Sahara occidental : le périlleux pari d'Emmanuel Macron en faveur du Maroc
Le Maroc va-t-il finalement parvenir à étendre sa souveraineté au Sahara occidental ? L’avenir est trop incertain pour y répondre mais le récent soutien de Paris au plan marocain pourrait bien faire bouger les choses. Territoire hautement contesté depuis sa décolonisation en 1976, le statut du Sahara occidental, identifié « non-autonome » par les Nations unies, continue de diviser la communauté internationale. Revendiquée à la fois par le Maroc, qui contrôle 80 % de sa superficie, et par la République arabe sahraouie démocratique, proclamée par le Front Polisario, basé en Algérie, la région a altéré les relations entre Alger et Rabat.
Pourquoi en parle-t-on ?Dans une lettre adressée au roi Mohammed IV, Emmanuel Macron a affirmé mardi 30 juillet le soutien de la France au plan d’autonomie proposé par le Maroc pour le Sahara occidental. Une déclaration audacieuse et lourde de sens, en rupture avec l’équilibre diplomatique français qui régnait jusqu’alors. La France rejoint ainsi la trentaine de pays - parmi lesquels les États-Unis, l’Espagne ou encore l’Allemagne - soutenant la marocanité du Sahara occidental. Pour ses 25 ans de règne, Mohammed IV ne pouvait rêver mieux qu’un tel « geste » fait à sa tentation sahraouie.
Pourquoi le Sahara occidental est-il un autant contesté ?« C’est une région qui a mal été décolonisée à la mort de Franco », explique le journaliste et écrivain Antoine Glaser. Bien que ce soit « un des rares pays de cette région » sans découverte de pétrole, d’importants « projets de mines » y sont en cours et la région donne « un accès à l’Atlantique », détaille l’ancien directeur de la rédaction d’Africa Intelligence.

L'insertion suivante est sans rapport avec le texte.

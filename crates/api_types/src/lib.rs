use chrono::{DateTime, NaiveDate, NaiveTime, Utc};
use serde::{Deserialize, Serialize};

#[derive(Debug, Serialize, Deserialize)]
pub struct ErrorResponse {
    pub error: String,
}

pub mod session {
    use super::*;

    /// Identity decoded from the bearer token.
    #[derive(Clone, Debug, PartialEq, Eq, Serialize, Deserialize)]
    pub struct SessionView {
        pub subject: String,
        pub phone_number: Option<String>,
        pub expires_at: DateTime<Utc>,
    }
}

pub mod query {
    use engine::{EngineError, Filter, ResultEngine, Sort, SortDirection, SortField};

    use super::*;

    /// Query string accepted by every `/rows` and `/export` endpoint.
    ///
    /// Multi-valued filters are comma separated: `?status=New,Qualified`.
    #[derive(Clone, Debug, Default, PartialEq, Eq, Serialize, Deserialize)]
    pub struct RowsQuery {
        pub search: Option<String>,
        pub status: Option<String>,
        pub owner: Option<String>,
        pub partner: Option<String>,
        /// Inclusive lower bound on the creation day (UTC).
        pub from: Option<NaiveDate>,
        /// Inclusive upper bound on the creation day (UTC).
        pub to: Option<NaiveDate>,
        pub sort: Option<String>,
        /// `asc` or `desc`, ascending when absent.
        pub dir: Option<String>,
        /// Refetch from the backend before projecting.
        #[serde(default)]
        pub refresh: bool,
    }

    fn split_list(raw: Option<&str>) -> std::collections::BTreeSet<String> {
        raw.map(|raw| {
            raw.split(',')
                .map(str::trim)
                .filter(|s| !s.is_empty())
                .map(ToString::to_string)
                .collect()
        })
        .unwrap_or_default()
    }

    impl RowsQuery {
        pub fn filter(&self) -> ResultEngine<Filter> {
            if let (Some(from), Some(to)) = (self.from, self.to)
                && from > to
            {
                return Err(EngineError::InvalidField(format!(
                    "date range is empty: {from} > {to}"
                )));
            }

            Ok(Filter {
                search: self
                    .search
                    .as_deref()
                    .map(str::trim)
                    .filter(|s| !s.is_empty())
                    .map(ToString::to_string),
                statuses: split_list(self.status.as_deref()),
                owners: split_list(self.owner.as_deref()),
                partners: split_list(self.partner.as_deref()),
                created_from: self.from.map(|day| day.and_time(NaiveTime::MIN).and_utc()),
                created_to: self.to.and_then(|day| {
                    day.and_hms_milli_opt(23, 59, 59, 999)
                        .map(|end| end.and_utc())
                }),
            })
        }

        pub fn sort(&self) -> ResultEngine<Option<Sort>> {
            let Some(field) = self.sort.as_deref().filter(|s| !s.trim().is_empty()) else {
                return Ok(None);
            };
            let field: SortField = field.parse()?;
            let direction = match self.dir.as_deref() {
                Some(dir) => dir.parse()?,
                None => SortDirection::Ascending,
            };
            Ok(Some(Sort::new(field, direction)))
        }
    }
}

pub mod rows {
    use engine::{FilterOptions, FlatRow};

    use super::*;

    #[derive(Debug, Serialize, Deserialize)]
    pub struct RowsResponse {
        pub rows: Vec<FlatRow>,
        /// Rows before filtering, overlay included.
        pub total: usize,
        pub filtered: usize,
        pub warnings: Vec<String>,
        pub options: FilterOptions,
        pub fetched_at: Option<DateTime<Utc>>,
    }
}

pub mod tree {
    use engine::{RecordKind, TreeNode};

    use super::*;

    #[derive(Debug, Serialize, Deserialize)]
    pub struct TreeResponse {
        pub kind: RecordKind,
        pub nodes: Vec<TreeNode>,
        pub warnings: Vec<String>,
    }
}

pub mod summary {
    use engine::{DealMetrics, RecordKind, StatusTone};

    use super::*;

    #[derive(Debug, Serialize, Deserialize)]
    pub struct StatusCount {
        pub status: String,
        pub count: usize,
        pub tone: StatusTone,
        pub color: String,
    }

    #[derive(Debug, Serialize, Deserialize)]
    pub struct OwnerCount {
        pub owner_id: String,
        pub owner_name: Option<String>,
        pub count: usize,
    }

    #[derive(Debug, Serialize, Deserialize)]
    pub struct SummaryResponse {
        pub kind: RecordKind,
        pub total_records: usize,
        pub total_partners: usize,
        pub by_status: Vec<StatusCount>,
        pub by_owner: Vec<OwnerCount>,
        pub deals: DealMetrics,
        /// Percentage of contacts with at least one deal.
        pub conversion_rate: f64,
        pub warnings: Vec<String>,
    }
}

pub mod dashboard {
    use engine::{DealDashboard, StageBucket};

    use super::*;

    #[derive(Debug, Serialize, Deserialize)]
    pub struct DashboardResponse {
        pub total_partners: usize,
        pub total_contacts: usize,
        pub conversion_rate: f64,
        pub win_rate: f64,
        pub average_deal_value: String,
        pub contact_statuses: Vec<StageBucket>,
        pub deals: DealDashboard,
        pub warnings: Vec<String>,
    }
}

pub mod performance {
    use engine::PartnerPerformance;

    use super::*;

    #[derive(Debug, Serialize, Deserialize)]
    pub struct PerformanceResponse {
        pub partners: Vec<PartnerPerformance>,
        pub warnings: Vec<String>,
    }
}

pub mod forms {
    use super::*;

    #[derive(Clone, Debug, Default, Serialize, Deserialize)]
    #[serde(rename_all = "camelCase")]
    pub struct PartnerNew {
        pub name: String,
        pub email: Option<String>,
        pub phone_number: Option<String>,
        /// Parent partner; a root partner when absent.
        pub parent_id: Option<String>,
    }

    #[derive(Clone, Debug, Default, Serialize, Deserialize)]
    #[serde(rename_all = "camelCase")]
    pub struct LeadNew {
        pub name: String,
        pub email: Option<String>,
        pub phone_number: Option<String>,
        pub status: Option<String>,
        pub partner_id: String,
    }

    #[derive(Clone, Debug, Default, Serialize, Deserialize)]
    #[serde(rename_all = "camelCase")]
    pub struct ContactNew {
        pub name: String,
        pub email: Option<String>,
        pub phone_number: Option<String>,
        pub status: Option<String>,
        pub partner_id: String,
    }

    #[derive(Clone, Debug, Default, Serialize, Deserialize)]
    #[serde(rename_all = "camelCase")]
    pub struct DealNew {
        pub name: String,
        pub stage: Option<String>,
        /// Decimal amount, `.` or `,` as separator.
        pub expected_revenue: Option<String>,
        pub closing_date: Option<NaiveDate>,
        pub contact_id: Option<String>,
        pub partner_id: String,
    }

    /// Returned by the portal after a successful create.
    #[derive(Clone, Debug, PartialEq, Eq, Serialize, Deserialize)]
    pub struct Created {
        pub id: String,
    }
}

#[cfg(test)]
mod tests {
    use super::query::RowsQuery;
    use engine::{SortDirection, SortField};

    #[test]
    fn rows_query_splits_lists_and_bounds_days() {
        let query = RowsQuery {
            search: Some("  ".to_string()),
            status: Some("New, Qualified,,".to_string()),
            from: "2024-03-01".parse().ok(),
            to: "2024-03-31".parse().ok(),
            ..RowsQuery::default()
        };
        let filter = query.filter().unwrap();
        assert_eq!(filter.search, None);
        assert_eq!(filter.statuses.len(), 2);
        assert!(filter.statuses.contains("Qualified"));
        assert_eq!(
            filter.created_to.unwrap().to_rfc3339(),
            "2024-03-31T23:59:59.999+00:00"
        );
    }

    #[test]
    fn inverted_range_is_rejected() {
        let query = RowsQuery {
            from: "2024-04-01".parse().ok(),
            to: "2024-03-01".parse().ok(),
            ..RowsQuery::default()
        };
        assert!(query.filter().is_err());
    }

    #[test]
    fn sort_defaults_to_ascending() {
        let query = RowsQuery {
            sort: Some("partnerPath".to_string()),
            ..RowsQuery::default()
        };
        let sort = query.sort().unwrap().unwrap();
        assert_eq!(sort.field, SortField::PartnerPath);
        assert_eq!(sort.direction, SortDirection::Ascending);

        let bad = RowsQuery {
            sort: Some("name".to_string()),
            dir: Some("sideways".to_string()),
            ..RowsQuery::default()
        };
        assert!(bad.sort().is_err());
    }

    #[test]
    fn forms_use_camel_case() {
        let form: super::forms::LeadNew = serde_json::from_str(
            r#"{ "name": "Ann", "phoneNumber": "+391234567", "partnerId": "p1" }"#,
        )
        .unwrap();
        assert_eq!(form.phone_number.as_deref(), Some("+391234567"));
        assert_eq!(form.partner_id, "p1");
    }
}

Quelles sont les raisons de ce soutien soudain envers le Maroc ?Doté d’un gouvernement cantonné à la gestion des affaires courantes, une telle décision diplomatique de la part d’Emmanuel Macron a surpris sur la scène internationale. Mais le geste n’a rien d’anodin pour Antoine Glaser : « les 25 ans du Royaume étaient une fenêtre diplomatique très importante » pour Emmanuel Macron. « La France se retrouvait dans une position de plus en plus isolée sur la question de la reconnaissance » de l’autorité marocaine sur le territoire. Du point de vue économique, la pression était mise sur « de nombreux grands projets d’entreprises françaises au Maroc qui pouvaient se retrouver marginalisées ». Mais derrière cette prise de position, plane également l’ombre d’une déception pour le Président : « Emmanuel Macron a beaucoup investi dans une nouvelle relation avec l’Algérie notamment en qualifiant la décolonisation de crime contre l’humanité, mais il a vite été déçu par des rapports détériorés avec son homologue », signale le journaliste.
Quels sont les risques vis-à-vis d’Alger ?Suite à l’annonce d’Emmanuel Macron, Alger a rapidement rappelé son ambassadeur. Candidat à sa réélection le 7 septembre prochain, l’actuel président algérien Abdelmadjid Tebboune continue à affirmer sa position mécontente vis-à-vis de Paris. Reportée une première fois à l’automne 2024, la visite d’État du président algérien en France pourrait être prochainement annulée. Une dégradation des relations avec l’Algérie qui, selon Antoine Glaser, n’a rien de bon : « Il y a une forte présence de la communauté algérienne en France et côté business, la France y possède des intérêts, […] notamment Total qui a des positions importantes en Algérie ».